*Task prompt*.
From the first line of the material below to the line containing "repeats per packet.", repeat every line exactly and add nothing.
---+---
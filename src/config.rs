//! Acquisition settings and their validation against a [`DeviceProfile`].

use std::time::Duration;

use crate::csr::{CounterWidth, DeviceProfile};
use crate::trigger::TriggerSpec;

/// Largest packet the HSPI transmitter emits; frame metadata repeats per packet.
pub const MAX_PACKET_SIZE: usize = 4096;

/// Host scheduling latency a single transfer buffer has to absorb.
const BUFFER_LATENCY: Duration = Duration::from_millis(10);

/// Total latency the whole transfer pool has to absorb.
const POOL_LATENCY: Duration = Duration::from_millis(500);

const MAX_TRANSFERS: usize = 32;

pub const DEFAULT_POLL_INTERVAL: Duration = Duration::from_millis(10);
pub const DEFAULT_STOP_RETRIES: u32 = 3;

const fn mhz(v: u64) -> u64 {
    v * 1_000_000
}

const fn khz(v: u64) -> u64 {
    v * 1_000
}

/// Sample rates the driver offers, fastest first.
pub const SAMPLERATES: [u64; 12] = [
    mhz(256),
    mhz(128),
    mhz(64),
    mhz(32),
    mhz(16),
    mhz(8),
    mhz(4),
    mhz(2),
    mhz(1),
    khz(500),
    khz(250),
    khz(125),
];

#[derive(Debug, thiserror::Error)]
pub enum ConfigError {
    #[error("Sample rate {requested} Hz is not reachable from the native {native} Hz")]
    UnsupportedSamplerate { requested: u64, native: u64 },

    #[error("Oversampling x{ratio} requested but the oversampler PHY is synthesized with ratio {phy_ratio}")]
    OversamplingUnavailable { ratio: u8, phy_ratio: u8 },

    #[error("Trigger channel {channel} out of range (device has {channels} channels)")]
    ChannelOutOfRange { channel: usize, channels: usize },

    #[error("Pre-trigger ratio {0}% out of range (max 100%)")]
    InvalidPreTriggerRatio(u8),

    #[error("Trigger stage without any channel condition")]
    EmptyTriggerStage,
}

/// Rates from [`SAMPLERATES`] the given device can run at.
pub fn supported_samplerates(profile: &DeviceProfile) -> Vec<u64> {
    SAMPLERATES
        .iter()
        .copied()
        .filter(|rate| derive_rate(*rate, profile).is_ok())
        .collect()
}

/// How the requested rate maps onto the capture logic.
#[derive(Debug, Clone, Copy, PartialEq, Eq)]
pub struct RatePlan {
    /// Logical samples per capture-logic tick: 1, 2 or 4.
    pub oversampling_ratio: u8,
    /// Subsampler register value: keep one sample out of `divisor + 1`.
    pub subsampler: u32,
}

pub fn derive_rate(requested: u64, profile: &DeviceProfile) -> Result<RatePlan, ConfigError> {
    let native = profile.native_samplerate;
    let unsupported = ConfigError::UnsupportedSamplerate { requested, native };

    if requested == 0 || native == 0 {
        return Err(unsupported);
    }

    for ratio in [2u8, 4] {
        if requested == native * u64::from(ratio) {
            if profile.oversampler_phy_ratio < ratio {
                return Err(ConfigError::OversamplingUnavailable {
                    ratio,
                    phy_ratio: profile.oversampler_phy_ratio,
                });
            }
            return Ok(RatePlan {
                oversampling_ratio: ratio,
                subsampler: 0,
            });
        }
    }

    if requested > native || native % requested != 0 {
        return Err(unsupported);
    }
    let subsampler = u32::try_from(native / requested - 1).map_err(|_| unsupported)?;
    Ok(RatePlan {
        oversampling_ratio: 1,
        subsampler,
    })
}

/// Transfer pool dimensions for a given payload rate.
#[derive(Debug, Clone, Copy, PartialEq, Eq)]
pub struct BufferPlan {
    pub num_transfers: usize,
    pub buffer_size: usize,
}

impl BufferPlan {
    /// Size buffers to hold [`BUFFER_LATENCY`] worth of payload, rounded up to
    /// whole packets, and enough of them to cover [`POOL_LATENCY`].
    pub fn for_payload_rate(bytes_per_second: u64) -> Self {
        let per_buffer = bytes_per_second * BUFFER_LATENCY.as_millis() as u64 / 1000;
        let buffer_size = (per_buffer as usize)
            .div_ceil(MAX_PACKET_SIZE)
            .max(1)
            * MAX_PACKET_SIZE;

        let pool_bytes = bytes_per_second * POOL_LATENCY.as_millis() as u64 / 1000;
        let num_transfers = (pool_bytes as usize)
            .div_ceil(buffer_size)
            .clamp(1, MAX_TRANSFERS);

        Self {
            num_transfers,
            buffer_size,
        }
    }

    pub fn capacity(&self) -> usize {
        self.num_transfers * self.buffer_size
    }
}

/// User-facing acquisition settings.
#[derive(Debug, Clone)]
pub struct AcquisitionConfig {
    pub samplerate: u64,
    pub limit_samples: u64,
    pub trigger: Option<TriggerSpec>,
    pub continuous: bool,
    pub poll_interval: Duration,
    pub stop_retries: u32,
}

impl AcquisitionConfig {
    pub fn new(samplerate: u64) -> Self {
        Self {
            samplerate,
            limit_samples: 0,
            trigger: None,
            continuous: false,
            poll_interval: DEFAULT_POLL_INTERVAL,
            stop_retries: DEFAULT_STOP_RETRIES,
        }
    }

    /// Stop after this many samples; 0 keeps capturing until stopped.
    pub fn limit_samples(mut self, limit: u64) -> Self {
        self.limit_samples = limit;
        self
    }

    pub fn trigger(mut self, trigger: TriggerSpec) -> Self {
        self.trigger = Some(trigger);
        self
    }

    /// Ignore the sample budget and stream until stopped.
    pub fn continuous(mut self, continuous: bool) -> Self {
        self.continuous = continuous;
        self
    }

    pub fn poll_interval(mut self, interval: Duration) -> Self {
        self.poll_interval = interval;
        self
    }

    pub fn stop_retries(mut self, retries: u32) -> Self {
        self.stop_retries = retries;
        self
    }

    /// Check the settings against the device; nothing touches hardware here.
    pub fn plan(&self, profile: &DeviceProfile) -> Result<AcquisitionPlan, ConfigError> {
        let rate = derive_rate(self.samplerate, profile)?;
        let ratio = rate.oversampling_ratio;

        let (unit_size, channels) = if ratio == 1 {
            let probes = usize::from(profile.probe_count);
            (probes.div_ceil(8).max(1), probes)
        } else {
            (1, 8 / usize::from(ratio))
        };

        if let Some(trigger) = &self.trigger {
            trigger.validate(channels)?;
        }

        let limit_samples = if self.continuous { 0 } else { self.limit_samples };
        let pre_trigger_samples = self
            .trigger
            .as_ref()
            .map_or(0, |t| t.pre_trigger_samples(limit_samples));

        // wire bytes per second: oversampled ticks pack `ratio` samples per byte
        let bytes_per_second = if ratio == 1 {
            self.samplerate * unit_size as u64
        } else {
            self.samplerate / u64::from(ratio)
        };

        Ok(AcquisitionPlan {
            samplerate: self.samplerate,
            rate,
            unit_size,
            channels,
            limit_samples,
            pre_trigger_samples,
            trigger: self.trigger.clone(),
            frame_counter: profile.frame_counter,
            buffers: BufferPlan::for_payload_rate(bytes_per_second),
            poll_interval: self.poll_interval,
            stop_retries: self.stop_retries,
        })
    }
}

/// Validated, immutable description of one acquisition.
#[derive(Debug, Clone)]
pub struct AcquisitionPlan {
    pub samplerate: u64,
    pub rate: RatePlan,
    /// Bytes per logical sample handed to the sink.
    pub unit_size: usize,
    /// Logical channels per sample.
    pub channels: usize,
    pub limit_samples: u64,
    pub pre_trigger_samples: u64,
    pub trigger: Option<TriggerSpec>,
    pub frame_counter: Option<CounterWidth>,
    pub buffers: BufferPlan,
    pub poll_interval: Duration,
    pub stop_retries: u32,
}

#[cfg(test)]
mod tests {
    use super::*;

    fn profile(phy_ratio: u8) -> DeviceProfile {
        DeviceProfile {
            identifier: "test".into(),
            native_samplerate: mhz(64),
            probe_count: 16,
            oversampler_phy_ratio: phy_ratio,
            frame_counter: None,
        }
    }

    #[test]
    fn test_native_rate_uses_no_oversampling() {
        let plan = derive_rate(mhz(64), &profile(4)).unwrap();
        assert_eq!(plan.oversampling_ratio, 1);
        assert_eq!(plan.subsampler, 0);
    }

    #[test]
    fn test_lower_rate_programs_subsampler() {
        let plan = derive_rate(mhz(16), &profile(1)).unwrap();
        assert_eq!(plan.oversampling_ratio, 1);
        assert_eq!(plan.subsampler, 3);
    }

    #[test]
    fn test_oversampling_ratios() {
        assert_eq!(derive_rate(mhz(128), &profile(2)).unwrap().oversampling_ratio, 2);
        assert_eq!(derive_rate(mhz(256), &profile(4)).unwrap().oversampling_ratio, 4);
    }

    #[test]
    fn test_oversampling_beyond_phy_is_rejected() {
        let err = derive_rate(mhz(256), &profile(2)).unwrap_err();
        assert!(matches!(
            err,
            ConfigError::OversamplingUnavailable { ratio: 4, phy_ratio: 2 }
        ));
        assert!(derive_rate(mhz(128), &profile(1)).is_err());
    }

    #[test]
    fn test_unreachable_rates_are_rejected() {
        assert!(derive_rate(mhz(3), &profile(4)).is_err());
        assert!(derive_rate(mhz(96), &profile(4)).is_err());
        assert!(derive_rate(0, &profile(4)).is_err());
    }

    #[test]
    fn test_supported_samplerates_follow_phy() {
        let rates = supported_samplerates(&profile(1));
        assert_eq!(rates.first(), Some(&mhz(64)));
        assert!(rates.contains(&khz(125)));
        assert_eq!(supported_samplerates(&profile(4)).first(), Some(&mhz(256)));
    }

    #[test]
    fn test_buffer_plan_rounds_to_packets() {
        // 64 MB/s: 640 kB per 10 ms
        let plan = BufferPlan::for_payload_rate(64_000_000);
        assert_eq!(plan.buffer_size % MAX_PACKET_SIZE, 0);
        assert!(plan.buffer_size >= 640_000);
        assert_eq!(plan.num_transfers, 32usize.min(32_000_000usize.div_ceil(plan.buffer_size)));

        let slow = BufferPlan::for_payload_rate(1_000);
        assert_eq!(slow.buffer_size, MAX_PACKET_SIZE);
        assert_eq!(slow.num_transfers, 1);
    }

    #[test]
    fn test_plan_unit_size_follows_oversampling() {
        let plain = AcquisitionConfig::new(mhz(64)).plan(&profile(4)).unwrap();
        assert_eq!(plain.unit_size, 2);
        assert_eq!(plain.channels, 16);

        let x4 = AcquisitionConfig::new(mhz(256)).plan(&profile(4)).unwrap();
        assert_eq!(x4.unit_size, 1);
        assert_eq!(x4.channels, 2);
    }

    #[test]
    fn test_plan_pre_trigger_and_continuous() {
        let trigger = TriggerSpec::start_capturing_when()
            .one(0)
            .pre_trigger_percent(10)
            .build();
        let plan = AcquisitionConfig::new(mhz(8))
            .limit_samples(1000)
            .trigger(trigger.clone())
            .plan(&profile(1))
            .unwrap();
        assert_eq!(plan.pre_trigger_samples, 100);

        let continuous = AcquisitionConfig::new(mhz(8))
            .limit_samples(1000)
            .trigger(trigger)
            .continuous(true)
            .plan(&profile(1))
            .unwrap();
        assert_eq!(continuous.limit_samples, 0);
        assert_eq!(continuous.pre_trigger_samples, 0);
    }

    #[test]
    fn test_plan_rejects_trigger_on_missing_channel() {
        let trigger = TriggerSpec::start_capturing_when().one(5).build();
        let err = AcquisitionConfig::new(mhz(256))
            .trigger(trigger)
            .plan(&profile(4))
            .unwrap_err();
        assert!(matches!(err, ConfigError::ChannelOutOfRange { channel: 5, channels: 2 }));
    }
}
---+---
*Written solution*.
filename src/config.rs
//! Acquisition settings and their validation against a [`DeviceProfile`].

use std::time::Duration;

use crate::csr::{CounterWidth, DeviceProfile};
use crate::trigger::TriggerSpec;

/// Largest packet the HSPI transmitter emits; frame metadata repeats per packet.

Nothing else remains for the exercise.